## Work request
Nothing may differ between your reply and the listing that follows.

## Records provided
Content starts

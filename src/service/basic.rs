//! Basic logging backend.

use std::io::{self, Write};
use std::sync::{Mutex, PoisonError};

use chrono::Local;

use crate::service::{LogLevel, LoggingError, LoggingService};

/// Writes each message as one line to a local stream.
///
/// Line format: `<timestamp> [<LEVEL>] <message>`. There is no configuration;
/// every level is written.
#[derive(Debug)]
pub struct BasicLoggingService<W = io::Stdout> {
    writer: Mutex<W>,
}

impl BasicLoggingService<io::Stdout> {
    /// Basic service writing to standard output.
    pub fn stdout() -> Self {
        Self::new(io::stdout())
    }
}

impl Default for BasicLoggingService<io::Stdout> {
    fn default() -> Self {
        Self::stdout()
    }
}

impl<W: Write + Send> BasicLoggingService<W> {
    pub fn new(writer: W) -> Self {
        Self {
            writer: Mutex::new(writer),
        }
    }

    /// Consume the service and return its writer.
    pub fn into_inner(self) -> W {
        self.writer.into_inner().unwrap_or_else(PoisonError::into_inner)
    }
}

impl<W: Write + Send> LoggingService for BasicLoggingService<W> {
    fn log(&self, level: LogLevel, message: &str) -> Result<(), LoggingError> {
        let mut writer = self.writer.lock().unwrap_or_else(PoisonError::into_inner);
        writeln!(
            writer,
            "{} [{}] {}",
            Local::now().format("%Y-%m-%d %H:%M:%S%.3f"),
            level.as_str().to_ascii_uppercase(),
            message
        )?;
        writer.flush()?;
        Ok(())
    }

    fn flush(&self) -> Result<(), LoggingError> {
        self.writer
            .lock()
            .unwrap_or_else(PoisonError::into_inner)
            .flush()?;
        Ok(())
    }
}

#[cfg(test)]
mod tests {
    use super::*;

    struct BrokenPipe;

    impl Write for BrokenPipe {
        fn write(&mut self, _buf: &[u8]) -> io::Result<usize> {
            Err(io::Error::new(io::ErrorKind::BrokenPipe, "closed"))
        }

        fn flush(&mut self) -> io::Result<()> {
            Ok(())
        }
    }

    #[test]
    fn test_message_appears_verbatim() {
        let service = BasicLoggingService::new(Vec::new());
        service.info("This is an info message.").unwrap();

        let output = String::from_utf8(service.into_inner()).unwrap();
        assert!(output.ends_with("[INFO] This is an info message.\n"));
    }

    #[test]
    fn test_one_line_per_message() {
        let service = BasicLoggingService::new(Vec::new());
        service.warn("first").unwrap();
        service.error("second").unwrap();

        let output = String::from_utf8(service.into_inner()).unwrap();
        let lines: Vec<_> = output.lines().collect();
        assert_eq!(lines.len(), 2);
        assert!(lines[0].ends_with("[WARN] first"));
        assert!(lines[1].ends_with("[ERROR] second"));
    }

    #[test]
    fn test_write_failure_is_reported() {
        let service = BasicLoggingService::new(BrokenPipe);
        let err = service.info("lost").unwrap_err();
        assert!(matches!(err, LoggingError::Io(e) if e.kind() == io::ErrorKind::BrokenPipe));
    }

    #[test]
    fn test_stdout_service() {
        let service = BasicLoggingService::stdout();
        service.info("This is an info message.").unwrap();
    }
}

Content ends

## Task solution
filename src/service/basic.rs
//! Basic logging backend.

use std::io::{self, Write};
use std::sync::{Mutex, PoisonError};

use chrono::Local;

use crate::service::{LogLevel, LoggingError, LoggingService};

/// Writes each message as one line to a local stream.
///
/// Line format: `<timestamp> [<LEVEL>] <message>`. There is no configuration;
/// every level is written.
#[derive(Debug)]
pub struct BasicLoggingService<W = io::Stdout> {
    writer: Mutex<W>,
}

impl BasicLoggingService<io::Stdout> {
    /// Basic service writing to standard output.
    pub fn stdout() -> Self {
        Self::new(io::stdout())
    }
}

impl Default for BasicLoggingService<io::Stdout> {
    fn default() -> Self {
        Self::stdout()
    }
}

impl<W: Write + Send> BasicLoggingService<W> {
    pub fn new(writer: W) -> Self {
        Self {
            writer: Mutex::new(writer),
        }
    }

    /// Consume the service and return its writer.
    pub fn into_inner(self) -> W {
        self.writer.into_inner().unwrap_or_else(PoisonError::into_inner)
    }
}

impl<W: Write + Send> LoggingService for BasicLoggingService<W> {
    fn log(&self, level: LogLevel, message: &str) -> Result<(), LoggingError> {
        let mut writer = self.writer.lock().unwrap_or_else(PoisonError::into_inner);
        writeln!(
            writer,
            "{} [{}] {}",
            Local::now().format("%Y-%m-%d %H:%M:%S%.3f"),
            level.as_str().to_ascii_uppercase(),
            message
        )?;
        writer.flush()?;
        Ok(())
    }

    fn flush(&self) -> Result<(), LoggingError> {
        self.writer
            .lock()
            .unwrap_or_else(PoisonError::into_inner)
            .flush()?;
        Ok(())
    }
}

#[cfg(test)]
mod tests {
    use super::*;

    struct BrokenPipe;

    impl Write for BrokenPipe {
        fn write(&mut self, _buf: &[u8]) -> io::Result<usize> {
            Err(io::Error::new(io::ErrorKind::BrokenPipe, "closed"))
        }

        fn flush(&mut self) -> io::Result<()> {
            Ok(())
        }
    }

    #[test]
    fn test_message_appears_verbatim() {
        let service = BasicLoggingService::new(Vec::new());
        service.info("This is an info message.").unwrap();

        let output = String::from_utf8(service.into_inner()).unwrap();
        assert!(output.ends_with("[INFO] This is an info message.\n"));
    }

    #[test]
    fn test_one_line_per_message() {
        let service = BasicLoggingService::new(Vec::new());
        service.warn("first").unwrap();
        service.error("second").unwrap();

        let output = String::from_utf8(service.into_inner()).unwrap();
        let lines: Vec<_> = output.lines().collect();
        assert_eq!(lines.len(), 2);
        assert!(lines[0].ends_with("[WARN] first"));
        assert!(lines[1].ends_with("[ERROR] second"));
    }

    #[test]
    fn test_write_failure_is_reported() {
        let service = BasicLoggingService::new(BrokenPipe);
        let err = service.info("lost").unwrap_err();
        assert!(matches!(err, LoggingError::Io(e) if e.kind() == io::ErrorKind::BrokenPipe));
    }

    #[test]
    fn test_stdout_service() {
        let service = BasicLoggingService::stdout();
        service.info("This is an info message.").unwrap();
    }
}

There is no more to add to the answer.